**DATA RECORDS:**
----------

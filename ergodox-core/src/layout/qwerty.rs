//! Default QWERTY layout: base layer, held symbol/function layer, toggled
//! numpad layer.

use crate::keymap::Layer;
use crate::{MATRIX_COLS, MATRIX_ROWS, a, k, layer, m, mo, tg};

pub const NUM_LAYER: usize = 3;

/// The default keymap. Rows 0..6 are the right (local) half top to bottom,
/// rows 6..12 the left (expander) half; the last row of each half is its
/// thumb cluster.
pub const fn get_default_keymap() -> [Layer<MATRIX_ROWS, MATRIX_COLS>; NUM_LAYER] {
    [
        // Layer 0: QWERTY base
        Layer::symmetric(layer!([
            // Right half
            [k!(Kc6), k!(Kc7), k!(Kc8), k!(Kc9), k!(Kc0), k!(Minus), k!(Equal)],
            [k!(Y), k!(U), k!(I), k!(O), k!(P), k!(LeftBracket), k!(RightBracket)],
            [k!(H), k!(J), k!(K), k!(L), k!(Semicolon), k!(Quote), k!(Enter)],
            [k!(N), k!(M), k!(Comma), k!(Dot), k!(Slash), k!(RShift), a!(NotWired)],
            [k!(Up), k!(Down), k!(Left), k!(Right), k!(RGui), a!(NotWired), a!(NotWired)],
            [k!(Space), k!(Enter), k!(PageUp), k!(PageDown), mo!(1), tg!(2), a!(NotWired)],
            // Left half
            [k!(Escape), k!(Kc1), k!(Kc2), k!(Kc3), k!(Kc4), k!(Kc5), k!(Grave)],
            [k!(Tab), k!(Q), k!(W), k!(E), k!(R), k!(T), a!(NotWired)],
            [k!(LCtrl), k!(A), k!(S), k!(D), k!(F), k!(G), a!(NotWired)],
            [k!(LShift), k!(Z), k!(X), k!(C), k!(V), k!(B), a!(NotWired)],
            [k!(CapsLock), k!(Backslash), k!(LGui), k!(LAlt), mo!(1), a!(NotWired), a!(NotWired)],
            [k!(Backspace), k!(Delete), k!(Home), k!(End), m!(0), a!(NotWired), a!(NotWired)]
        ])),
        // Layer 1: function keys, media and mouse keys. Held from either
        // half's mo!(1) key.
        Layer::symmetric(layer!([
            [k!(F6), k!(F7), k!(F8), k!(F9), k!(F10), k!(F11), k!(F12)],
            [a!(Transparent), k!(MouseBtn1), k!(MouseUp), k!(MouseBtn2), a!(Transparent), a!(Transparent), a!(Transparent)],
            [a!(Transparent), k!(MouseLeft), k!(MouseDown), k!(MouseRight), a!(Transparent), a!(Transparent), a!(Transparent)],
            [a!(Transparent), k!(MouseWheelUp), k!(MouseWheelDown), k!(MouseBtn3), a!(Transparent), a!(Transparent), a!(NotWired)],
            [k!(AudioVolUp), k!(AudioVolDown), k!(AudioMute), k!(MediaPlayPause), a!(Transparent), a!(NotWired), a!(NotWired)],
            [a!(Transparent), a!(Transparent), k!(MediaPrevTrack), k!(MediaNextTrack), a!(Transparent), a!(Transparent), a!(NotWired)],
            [a!(Transparent), k!(F1), k!(F2), k!(F3), k!(F4), k!(F5), k!(SystemSleep)],
            [a!(Transparent), a!(Transparent), a!(Transparent), a!(Transparent), a!(Transparent), a!(Transparent), a!(NotWired)],
            [a!(Transparent), a!(Transparent), a!(Transparent), a!(Transparent), a!(Transparent), a!(Transparent), a!(NotWired)],
            [a!(Transparent), a!(Transparent), a!(Transparent), a!(Transparent), a!(Transparent), a!(Transparent), a!(NotWired)],
            [a!(Transparent), a!(Transparent), a!(Transparent), a!(Transparent), a!(Transparent), a!(NotWired), a!(NotWired)],
            [a!(Transparent), a!(Transparent), a!(Transparent), a!(Transparent), a!(Transparent), a!(NotWired), a!(NotWired)]
        ])),
        // Layer 2: numpad on the right half, toggled
        Layer::symmetric(layer!([
            [a!(Transparent), k!(NumLock), k!(KpSlash), k!(KpAsterisk), k!(KpMinus), a!(Transparent), a!(Transparent)],
            [a!(Transparent), k!(Kp7), k!(Kp8), k!(Kp9), k!(KpPlus), a!(Transparent), a!(Transparent)],
            [a!(Transparent), k!(Kp4), k!(Kp5), k!(Kp6), k!(KpPlus), a!(Transparent), k!(KpEnter)],
            [a!(Transparent), k!(Kp1), k!(Kp2), k!(Kp3), k!(KpEnter), a!(Transparent), a!(NotWired)],
            [a!(Transparent), k!(Kp0), k!(KpDot), k!(KpEqual), a!(Transparent), a!(NotWired), a!(NotWired)],
            [a!(Transparent), a!(Transparent), a!(Transparent), a!(Transparent), a!(Transparent), a!(Transparent), a!(NotWired)],
            [a!(Transparent), a!(Transparent), a!(Transparent), a!(Transparent), a!(Transparent), a!(Transparent), a!(Transparent)],
            [a!(Transparent), a!(Transparent), a!(Transparent), a!(Transparent), a!(Transparent), a!(Transparent), a!(NotWired)],
            [a!(Transparent), a!(Transparent), a!(Transparent), a!(Transparent), a!(Transparent), a!(Transparent), a!(NotWired)],
            [a!(Transparent), a!(Transparent), a!(Transparent), a!(Transparent), a!(Transparent), a!(Transparent), a!(NotWired)],
            [a!(Transparent), a!(Transparent), a!(Transparent), a!(Transparent), a!(Transparent), a!(NotWired), a!(NotWired)],
            [a!(Transparent), a!(Transparent), a!(Transparent), a!(Transparent), a!(Transparent), a!(NotWired), a!(NotWired)]
        ])),
    ]
}

#[cfg(test)]
mod test {
    use super::*;
    use crate::action::Action;
    use crate::event::KeyboardEvent;
    use crate::keycode::KeyCode;
    use crate::keymap::KeyMap;
    use crate::layer_stack::ActivationId;
    use crate::layout::FN_LAYER;

    #[test]
    fn default_keymap_covers_both_halves() {
        let layers = get_default_keymap();
        let mut keymap: KeyMap<MATRIX_ROWS, MATRIX_COLS, NUM_LAYER> = KeyMap::new(&layers);

        // QWERTY home row sits on the expander half
        let resolved = keymap.resolve(KeyboardEvent::key(8, 1, true)).unwrap();
        assert_eq!(resolved.action, Action::Key(KeyCode::A));

        // The held fn layer puts F1 on the left number row
        keymap.activate(FN_LAYER, ActivationId::from_position(5, 4, MATRIX_COLS as u8));
        let resolved = keymap.resolve(KeyboardEvent::key(6, 1, true)).unwrap();
        assert_eq!(resolved.layer, FN_LAYER);
        assert_eq!(resolved.action, Action::Key(KeyCode::F1));

        // Unwired positions stay unresolved on every layer
        assert!(keymap.resolve(KeyboardEvent::key(3, 6, true)).is_none());
    }
}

----------

**PROBLEM STATEMENT:**
To complete the exercise, print all of the entries exactly.

**RESPONSE TO THE EXERCISE:**
filename ergodox-core/src/layout/qwerty.rs
//! Default QWERTY layout: base layer, held symbol/function layer, toggled
//! numpad layer.

use crate::keymap::Layer;
use crate::{MATRIX_COLS, MATRIX_ROWS, a, k, layer, m, mo, tg};

pub const NUM_LAYER: usize = 3;

/// The default keymap. Rows 0..6 are the right (local) half top to bottom,
/// rows 6..12 the left (expander) half; the last row of each half is its
/// thumb cluster.
pub const fn get_default_keymap() -> [Layer<MATRIX_ROWS, MATRIX_COLS>; NUM_LAYER] {
    [
        // Layer 0: QWERTY base
        Layer::symmetric(layer!([
            // Right half
            [k!(Kc6), k!(Kc7), k!(Kc8), k!(Kc9), k!(Kc0), k!(Minus), k!(Equal)],
            [k!(Y), k!(U), k!(I), k!(O), k!(P), k!(LeftBracket), k!(RightBracket)],
            [k!(H), k!(J), k!(K), k!(L), k!(Semicolon), k!(Quote), k!(Enter)],
            [k!(N), k!(M), k!(Comma), k!(Dot), k!(Slash), k!(RShift), a!(NotWired)],
            [k!(Up), k!(Down), k!(Left), k!(Right), k!(RGui), a!(NotWired), a!(NotWired)],
            [k!(Space), k!(Enter), k!(PageUp), k!(PageDown), mo!(1), tg!(2), a!(NotWired)],
            // Left half
            [k!(Escape), k!(Kc1), k!(Kc2), k!(Kc3), k!(Kc4), k!(Kc5), k!(Grave)],
            [k!(Tab), k!(Q), k!(W), k!(E), k!(R), k!(T), a!(NotWired)],
            [k!(LCtrl), k!(A), k!(S), k!(D), k!(F), k!(G), a!(NotWired)],
            [k!(LShift), k!(Z), k!(X), k!(C), k!(V), k!(B), a!(NotWired)],
            [k!(CapsLock), k!(Backslash), k!(LGui), k!(LAlt), mo!(1), a!(NotWired), a!(NotWired)],
            [k!(Backspace), k!(Delete), k!(Home), k!(End), m!(0), a!(NotWired), a!(NotWired)]
        ])),
        // Layer 1: function keys, media and mouse keys. Held from either
        // half's mo!(1) key.
        Layer::symmetric(layer!([
            [k!(F6), k!(F7), k!(F8), k!(F9), k!(F10), k!(F11), k!(F12)],
            [a!(Transparent), k!(MouseBtn1), k!(MouseUp), k!(MouseBtn2), a!(Transparent), a!(Transparent), a!(Transparent)],
            [a!(Transparent), k!(MouseLeft), k!(MouseDown), k!(MouseRight), a!(Transparent), a!(Transparent), a!(Transparent)],
            [a!(Transparent), k!(MouseWheelUp), k!(MouseWheelDown), k!(MouseBtn3), a!(Transparent), a!(Transparent), a!(NotWired)],
            [k!(AudioVolUp), k!(AudioVolDown), k!(AudioMute), k!(MediaPlayPause), a!(Transparent), a!(NotWired), a!(NotWired)],
            [a!(Transparent), a!(Transparent), k!(MediaPrevTrack), k!(MediaNextTrack), a!(Transparent), a!(Transparent), a!(NotWired)],
            [a!(Transparent), k!(F1), k!(F2), k!(F3), k!(F4), k!(F5), k!(SystemSleep)],
            [a!(Transparent), a!(Transparent), a!(Transparent), a!(Transparent), a!(Transparent), a!(Transparent), a!(NotWired)],
            [a!(Transparent), a!(Transparent), a!(Transparent), a!(Transparent), a!(Transparent), a!(Transparent), a!(NotWired)],
            [a!(Transparent), a!(Transparent), a!(Transparent), a!(Transparent), a!(Transparent), a!(Transparent), a!(NotWired)],
            [a!(Transparent), a!(Transparent), a!(Transparent), a!(Transparent), a!(Transparent), a!(NotWired), a!(NotWired)],
            [a!(Transparent), a!(Transparent), a!(Transparent), a!(Transparent), a!(Transparent), a!(NotWired), a!(NotWired)]
        ])),
        // Layer 2: numpad on the right half, toggled
        Layer::symmetric(layer!([
            [a!(Transparent), k!(NumLock), k!(KpSlash), k!(KpAsterisk), k!(KpMinus), a!(Transparent), a!(Transparent)],
            [a!(Transparent), k!(Kp7), k!(Kp8), k!(Kp9), k!(KpPlus), a!(Transparent), a!(Transparent)],
            [a!(Transparent), k!(Kp4), k!(Kp5), k!(Kp6), k!(KpPlus), a!(Transparent), k!(KpEnter)],
            [a!(Transparent), k!(Kp1), k!(Kp2), k!(Kp3), k!(KpEnter), a!(Transparent), a!(NotWired)],
            [a!(Transparent), k!(Kp0), k!(KpDot), k!(KpEqual), a!(Transparent), a!(NotWired), a!(NotWired)],
            [a!(Transparent), a!(Transparent), a!(Transparent), a!(Transparent), a!(Transparent), a!(Transparent), a!(NotWired)],
            [a!(Transparent), a!(Transparent), a!(Transparent), a!(Transparent), a!(Transparent), a!(Transparent), a!(Transparent)],
            [a!(Transparent), a!(Transparent), a!(Transparent), a!(Transparent), a!(Transparent), a!(Transparent), a!(NotWired)],
            [a!(Transparent), a!(Transparent), a!(Transparent), a!(Transparent), a!(Transparent), a!(Transparent), a!(NotWired)],
            [a!(Transparent), a!(Transparent), a!(Transparent), a!(Transparent), a!(Transparent), a!(Transparent), a!(NotWired)],
            [a!(Transparent), a!(Transparent), a!(Transparent), a!(Transparent), a!(Transparent), a!(NotWired), a!(NotWired)],
            [a!(Transparent), a!(Transparent), a!(Transparent), a!(Transparent), a!(Transparent), a!(NotWired), a!(NotWired)]
        ])),
    ]
}

#[cfg(test)]
mod test {
    use super::*;
    use crate::action::Action;
    use crate::event::KeyboardEvent;
    use crate::keycode::KeyCode;
    use crate::keymap::KeyMap;
    use crate::layer_stack::ActivationId;
    use crate::layout::FN_LAYER;

    #[test]
    fn default_keymap_covers_both_halves() {
        let layers = get_default_keymap();
        let mut keymap: KeyMap<MATRIX_ROWS, MATRIX_COLS, NUM_LAYER> = KeyMap::new(&layers);

        // QWERTY home row sits on the expander half
        let resolved = keymap.resolve(KeyboardEvent::key(8, 1, true)).unwrap();
        assert_eq!(resolved.action, Action::Key(KeyCode::A));

        // The held fn layer puts F1 on the left number row
        keymap.activate(FN_LAYER, ActivationId::from_position(5, 4, MATRIX_COLS as u8));
        let resolved = keymap.resolve(KeyboardEvent::key(6, 1, true)).unwrap();
        assert_eq!(resolved.layer, FN_LAYER);
        assert_eq!(resolved.action, Action::Key(KeyCode::F1));

        // Unwired positions stay unresolved on every layer
        assert!(keymap.resolve(KeyboardEvent::key(3, 6, true)).is_none());
    }
}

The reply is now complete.